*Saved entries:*
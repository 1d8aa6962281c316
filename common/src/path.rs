//! Path resolution for transfer commands
//!
//! User input is resolved against an explicit [`WorkingDirs`] value, one working directory per
//! side, and normalized lexically (no filesystem access, `..` never escapes the root).
//!
//! The destination of a directory transfer follows the trailing separator rule, decided on the
//! string the user typed:
//!
//! - `put /a/dir /b`  uploads into `/b/dir/...`
//! - `put /a/dir/ /b` uploads the content of `dir` directly into `/b/...`
//!
//! A single file whose destination is an existing directory lands inside that directory under its
//! own name.

use crate::engine::FatalError;
use crate::store::{PathEntry, Store};

/// Lexically normalizes `path`: drops `.` components and resolves `..` against the preceding
/// component. An absolute path stays absolute and `..` at the root is dropped.
#[must_use]
pub fn clean(path: &std::path::Path) -> std::path::PathBuf {
    let absolute = path.has_root();
    let mut parts: Vec<&std::ffi::OsStr> = Vec::new();
    for component in path.components() {
        match component {
            std::path::Component::Prefix(_)
            | std::path::Component::RootDir
            | std::path::Component::CurDir => {}
            std::path::Component::ParentDir => match parts.last() {
                Some(last) if *last != ".." => {
                    parts.pop();
                }
                _ if absolute => {}
                _ => parts.push(std::ffi::OsStr::new("..")),
            },
            std::path::Component::Normal(name) => parts.push(name),
        }
    }
    let mut cleaned = if absolute {
        std::path::PathBuf::from("/")
    } else {
        std::path::PathBuf::new()
    };
    cleaned.extend(parts);
    if cleaned.as_os_str().is_empty() {
        cleaned.push(".");
    }
    cleaned
}

/// A path as typed by the user together with its resolved absolute form.
#[derive(Debug, Clone, PartialEq, Eq)]
pub struct UserPath {
    pub raw: String,
    pub path: std::path::PathBuf,
}

impl UserPath {
    /// A trailing separator on a source directory means "its content", not the directory itself.
    #[must_use]
    pub fn merges_content(&self) -> bool {
        self.raw.ends_with(std::path::MAIN_SEPARATOR)
    }
}

/// Working directories of the local and the repository side.
#[derive(Debug, Clone, PartialEq, Eq)]
pub struct WorkingDirs {
    local: std::path::PathBuf,
    remote: std::path::PathBuf,
}

fn absolute_in(cwd: &std::path::Path, input: &str) -> std::path::PathBuf {
    let input = std::path::Path::new(input);
    if input.is_absolute() {
        clean(input)
    } else {
        clean(&cwd.join(input))
    }
}

impl WorkingDirs {
    /// Relative arguments are anchored at the filesystem (resp. repository) root.
    pub fn new(local: impl AsRef<std::path::Path>, remote: impl AsRef<std::path::Path>) -> Self {
        let root = std::path::Path::new("/");
        Self {
            local: clean(&root.join(local)),
            remote: clean(&root.join(remote)),
        }
    }

    /// Local side from the process' current directory, repository side from `remote`.
    pub fn current(remote: &str) -> anyhow::Result<Self> {
        use anyhow::Context;
        let local = std::env::current_dir().context("cannot determine the current directory")?;
        Ok(Self::new(local, remote))
    }

    #[must_use]
    pub fn local(&self) -> &std::path::Path {
        &self.local
    }

    #[must_use]
    pub fn remote(&self) -> &std::path::Path {
        &self.remote
    }

    #[must_use]
    pub fn resolve_local(&self, input: &str) -> UserPath {
        UserPath {
            raw: input.to_string(),
            path: absolute_in(&self.local, input),
        }
    }

    #[must_use]
    pub fn resolve_remote(&self, input: &str) -> UserPath {
        UserPath {
            raw: input.to_string(),
            path: absolute_in(&self.remote, input),
        }
    }
}

/// Source and destination of one top-level operation, checked against the stores.
#[derive(Debug, Clone, PartialEq, Eq)]
pub struct TransferPaths {
    /// Always carries metadata.
    pub source: PathEntry,
    /// Final destination of `source` itself (after the nesting rules). Carries metadata only when
    /// that exact path already exists. `None` for removal.
    pub destination: Option<PathEntry>,
}

async fn stat_existing(
    store: &dyn Store,
    path: &std::path::Path,
) -> Result<Option<PathEntry>, FatalError> {
    match store.stat(path).await {
        Ok(entry) => Ok(Some(entry)),
        Err(error) if error.is_not_found() => Ok(None),
        Err(error) => Err(FatalError::Store(error)),
    }
}

impl TransferPaths {
    /// Path pair for operations without a destination.
    pub async fn resolve_single(store: &dyn Store, path: &UserPath) -> Result<Self, FatalError> {
        let source = stat_existing(store, &path.path)
            .await?
            .ok_or_else(|| FatalError::SourceMissing {
                path: path.path.clone(),
            })?;
        Ok(Self {
            source,
            destination: None,
        })
    }

    pub async fn resolve(
        source_store: &dyn Store,
        source: &UserPath,
        destination_store: &dyn Store,
        destination: &UserPath,
    ) -> Result<Self, FatalError> {
        let Self { source: entry, .. } = Self::resolve_single(source_store, source).await?;
        let target = stat_existing(destination_store, &destination.path).await?;
        let name = entry.name().map(std::ffi::OsStr::to_os_string);
        let nested = |parent: &std::path::Path| match &name {
            Some(name) => parent.join(name),
            None => parent.to_path_buf(),
        };
        let path = if entry.is_dir() {
            if target.as_ref().is_some_and(|target| !target.is_dir()) {
                return Err(FatalError::DestinationNotADirectory {
                    path: destination.path.clone(),
                });
            }
            if source.merges_content() {
                destination.path.clone()
            } else {
                nested(&destination.path)
            }
        } else if target.as_ref().is_some_and(PathEntry::is_dir) {
            nested(&destination.path)
        } else {
            destination.path.clone()
        };
        let destination = if path == destination.path {
            target.unwrap_or_else(|| PathEntry::new(path))
        } else {
            stat_existing(destination_store, &path)
                .await?
                .unwrap_or_else(|| PathEntry::new(path))
        };
        tracing::debug!("resolved {:?} -> {:?}", &entry.path, &destination.path);
        Ok(Self {
            source: entry,
            destination: Some(destination),
        })
    }
}
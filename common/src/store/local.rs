use std::os::unix::fs::PermissionsExt;

use tokio::io::AsyncWriteExt;

use super::{ByteReader, CHUNK_SIZE, Error, Metadata, Outcome, PathEntry, Result, Store};

/// Pass-through to the local filesystem.
#[derive(Debug, Clone, Copy, Default)]
pub struct LocalStore;

impl LocalStore {
    #[must_use]
    pub fn new() -> Self {
        Self
    }
}

fn to_metadata(md: &std::fs::Metadata) -> Metadata {
    Metadata {
        size: if md.is_dir() { 0 } else { md.len() },
        is_dir: md.is_dir(),
        mode: md.permissions().mode() & 0o7777,
        modified: md.modified().ok(),
    }
}

async fn exists(path: &std::path::Path) -> Result<bool> {
    tokio::fs::try_exists(path)
        .await
        .map_err(|err| Error::from_io(path, err))
}

/// Turns "already exists" into success when the existing entry is a directory.
async fn accept_existing_dir(path: &std::path::Path, error: std::io::Error) -> Result<()> {
    if error.kind() != std::io::ErrorKind::AlreadyExists {
        return Err(Error::from_io(path, error));
    }
    let md = tokio::fs::metadata(path)
        .await
        .map_err(|err| Error::from_io(path, err))?;
    if md.is_dir() {
        Ok(())
    } else {
        Err(Error::NotADirectory {
            path: path.to_path_buf(),
        })
    }
}

#[async_trait::async_trait]
impl Store for LocalStore {
    fn name(&self) -> &'static str {
        "local"
    }

    async fn stat(&self, path: &std::path::Path) -> Result<PathEntry> {
        let md = tokio::fs::metadata(path)
            .await
            .map_err(|err| Error::from_io(path, err))?;
        Ok(PathEntry::with_metadata(path, to_metadata(&md)))
    }

    async fn read_dir(&self, path: &std::path::Path) -> Result<Vec<PathEntry>> {
        let mut entries = tokio::fs::read_dir(path)
            .await
            .map_err(|err| Error::from_io(path, err))?;
        let mut listing = Vec::new();
        while let Some(entry) = entries
            .next_entry()
            .await
            .map_err(|err| Error::from_io(path, err))?
        {
            let entry_path = entry.path();
            // symlinks are followed so that linked files are transferred by content
            let md = match tokio::fs::metadata(&entry_path).await {
                Ok(md) => md,
                Err(error) => {
                    tracing::debug!(
                        "cannot follow {:?} ({}), using its own metadata",
                        &entry_path,
                        error
                    );
                    entry
                        .metadata()
                        .await
                        .map_err(|err| Error::from_io(&entry_path, err))?
                }
            };
            listing.push(PathEntry::with_metadata(entry_path, to_metadata(&md)));
        }
        Ok(listing)
    }

    async fn mkdir(&self, path: &std::path::Path, mode: u32) -> Result<()> {
        let mut builder = tokio::fs::DirBuilder::new();
        builder.mode(mode);
        match builder.create(path).await {
            Ok(()) => Ok(()),
            Err(error) => accept_existing_dir(path, error).await,
        }
    }

    async fn mkdir_all(&self, path: &std::path::Path, mode: u32) -> Result<()> {
        let mut builder = tokio::fs::DirBuilder::new();
        builder.recursive(true).mode(mode);
        match builder.create(path).await {
            Ok(()) => Ok(()),
            Err(error) => accept_existing_dir(path, error).await,
        }
    }

    async fn remove(&self, path: &std::path::Path) -> Result<()> {
        let md = tokio::fs::symlink_metadata(path)
            .await
            .map_err(|err| Error::from_io(path, err))?;
        let res = if md.is_dir() {
            tokio::fs::remove_dir(path).await
        } else {
            tokio::fs::remove_file(path).await
        };
        res.map_err(|err| Error::from_io(path, err))
    }

    async fn rename(
        &self,
        src: &std::path::Path,
        dst: &std::path::Path,
        overwrite: bool,
    ) -> Result<Outcome> {
        if !overwrite && exists(dst).await? {
            return Ok(Outcome::Skipped);
        }
        tokio::fs::rename(src, dst)
            .await
            .map_err(|err| Error::from_io(src, err))?;
        Ok(Outcome::Applied)
    }

    async fn copy(
        &self,
        src: &std::path::Path,
        dst: &std::path::Path,
        overwrite: bool,
    ) -> Result<Outcome> {
        if !overwrite && exists(dst).await? {
            return Ok(Outcome::Skipped);
        }
        let md = tokio::fs::metadata(src)
            .await
            .map_err(|err| Error::from_io(src, err))?;
        if md.is_dir() {
            // directory content is copied entry by entry by the caller
            self.mkdir(dst, md.permissions().mode() & 0o7777).await?;
        } else {
            tokio::fs::copy(src, dst)
                .await
                .map_err(|err| Error::from_io(src, err))?;
        }
        Ok(Outcome::Applied)
    }

    async fn read_stream(&self, path: &std::path::Path) -> Result<ByteReader> {
        let file = tokio::fs::File::open(path)
            .await
            .map_err(|err| Error::from_io(path, err))?;
        Ok(Box::pin(file))
    }

    async fn write_stream(
        &self,
        path: &std::path::Path,
        data: ByteReader,
        mode: u32,
    ) -> Result<()> {
        let mut file = tokio::fs::OpenOptions::new()
            .write(true)
            .create(true)
            .truncate(true)
            .mode(mode)
            .open(path)
            .await
            .map_err(|err| Error::from_io(path, err))?;
        let mut reader = tokio::io::BufReader::with_capacity(CHUNK_SIZE, data);
        tokio::io::copy_buf(&mut reader, &mut file)
            .await
            .map_err(|err| Error::from_io(path, err))?;
        file.flush()
            .await
            .map_err(|err| Error::from_io(path, err))?;
        Ok(())
    }
}
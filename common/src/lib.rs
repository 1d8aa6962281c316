//! Common library for `repocli`: stores, path resolution, progress and the bulk transfer engine
//!
//! # Overview
//!
//! A bulk operation (`put`, `get`, `cp`, `mv`, `rm`) goes through the following steps:
//!
//! 1. [`path::WorkingDirs`] turns user arguments into absolute paths and
//!    [`engine::Engine::resolve`] applies the nesting rules against the stores
//! 2. [`engine::Engine::run`] checks the preconditions and, for a directory, starts the
//!    [`walk::Walker`] and a fixed pool of workers connected by a bounded queue
//! 3. every file is processed through the [`store::Store`] trait, implemented for the local
//!    filesystem and for a WebDAV repository
//! 4. failures are counted and written to the [`errlog::ErrorSink`], progress is rendered from a
//!    [`progress::ProgressTracker`]
//! 5. the resulting [`engine::Summary`] is printed by [`run`]
//!
//! # Skip by default
//!
//! An existing destination file is left untouched and counted as succeeded (and skipped) unless
//! overwrite is requested.
//!
//! # Cancellation
//!
//! [`cancel::SignalListener`] turns SIGINT, SIGHUP, SIGTERM and SIGQUIT into a cancelled token.
//! The walker stops enqueueing and the workers stop picking up new files; files in flight
//! complete and the partial summary is returned.

pub mod cancel;
pub mod config;
pub mod engine;
pub mod errlog;
pub mod listing;
pub mod path;
pub mod progress;
pub mod store;
pub mod walk;

#[cfg(test)]
pub mod testutils;

pub use config::{OutputConfig, RemoteConfig, RuntimeConfig, TracingConfig};
pub use progress::{ProgressSettings, ProgressType};

fn console_directive(output: &OutputConfig) -> &'static str {
    if output.quiet {
        return "off";
    }
    match output.verbose {
        0 => "error",
        1 => "info",
        2 => "debug",
        _ => "trace",
    }
}

fn init_tracing(output: &OutputConfig, tracing_config: &TracingConfig) -> anyhow::Result<()> {
    use anyhow::Context;
    use tracing_subscriber::prelude::*;
    let console_filter = tracing_subscriber::EnvFilter::try_from_env("REPOCLI_LOG")
        .unwrap_or_else(|_| tracing_subscriber::EnvFilter::new(console_directive(output)));
    let console_layer = tracing_subscriber::fmt::layer()
        .with_writer(std::io::stderr)
        .with_target(false)
        .with_filter(console_filter);
    let file_layer = match &tracing_config.debug_log_file {
        Some(path) => {
            let file = std::fs::OpenOptions::new()
                .create(true)
                .append(true)
                .open(path)
                .with_context(|| format!("cannot open debug log file {path:?}"))?;
            Some(
                tracing_subscriber::fmt::layer()
                    .with_ansi(false)
                    .with_thread_ids(true)
                    .with_writer(std::sync::Mutex::new(file))
                    .with_filter(tracing_subscriber::EnvFilter::new("common=trace,repocli=trace")),
            )
        }
        None => None,
    };
    tracing_subscriber::registry()
        .with(console_layer)
        .with(file_layer)
        .try_init()
        .context("cannot initialize logging")
}

fn build_runtime(runtime: &RuntimeConfig) -> anyhow::Result<tokio::runtime::Runtime> {
    use anyhow::Context;
    let mut builder = tokio::runtime::Builder::new_multi_thread();
    builder.enable_all();
    if runtime.max_workers > 0 {
        builder.worker_threads(runtime.max_workers);
    }
    if runtime.max_blocking_threads > 0 {
        builder.max_blocking_threads(runtime.max_blocking_threads);
    }
    builder.build().context("failed to create tokio runtime")
}

/// Sets up logging and the tokio runtime, runs `func` and reports its outcome.
///
/// Returns `None` if setup or `func` failed; the error has already been printed unless quiet.
pub fn run<Fut, Summary, Error>(
    output: OutputConfig,
    runtime: RuntimeConfig,
    tracing: TracingConfig,
    func: impl FnOnce() -> Fut,
) -> Option<Summary>
where
    Summary: std::fmt::Display,
    Error: std::fmt::Display,
    Fut: std::future::Future<Output = Result<Summary, Error>>,
{
    if let Err(error) = init_tracing(&output, &tracing) {
        eprintln!("{error:#}");
        return None;
    }
    let runtime = match build_runtime(&runtime) {
        Ok(runtime) => runtime,
        Err(error) => {
            if !output.quiet {
                eprintln!("{error:#}");
            }
            return None;
        }
    };
    match runtime.block_on(func()) {
        Ok(summary) => {
            if output.print_summary {
                eprintln!("{summary}");
            }
            Some(summary)
        }
        Err(error) => {
            if !output.quiet {
                eprintln!("{error:#}");
            }
            None
        }
    }
}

*What is being asked:*
Exactly the lines from the one containing "Some(summary)" to the final line of the data, both included, should be printed, and nothing more.

*Response:*
            Some(summary)
        }
        Err(error) => {
            if !output.quiet {
                eprintln!("{error:#}");
            }
            None
        }
    }
}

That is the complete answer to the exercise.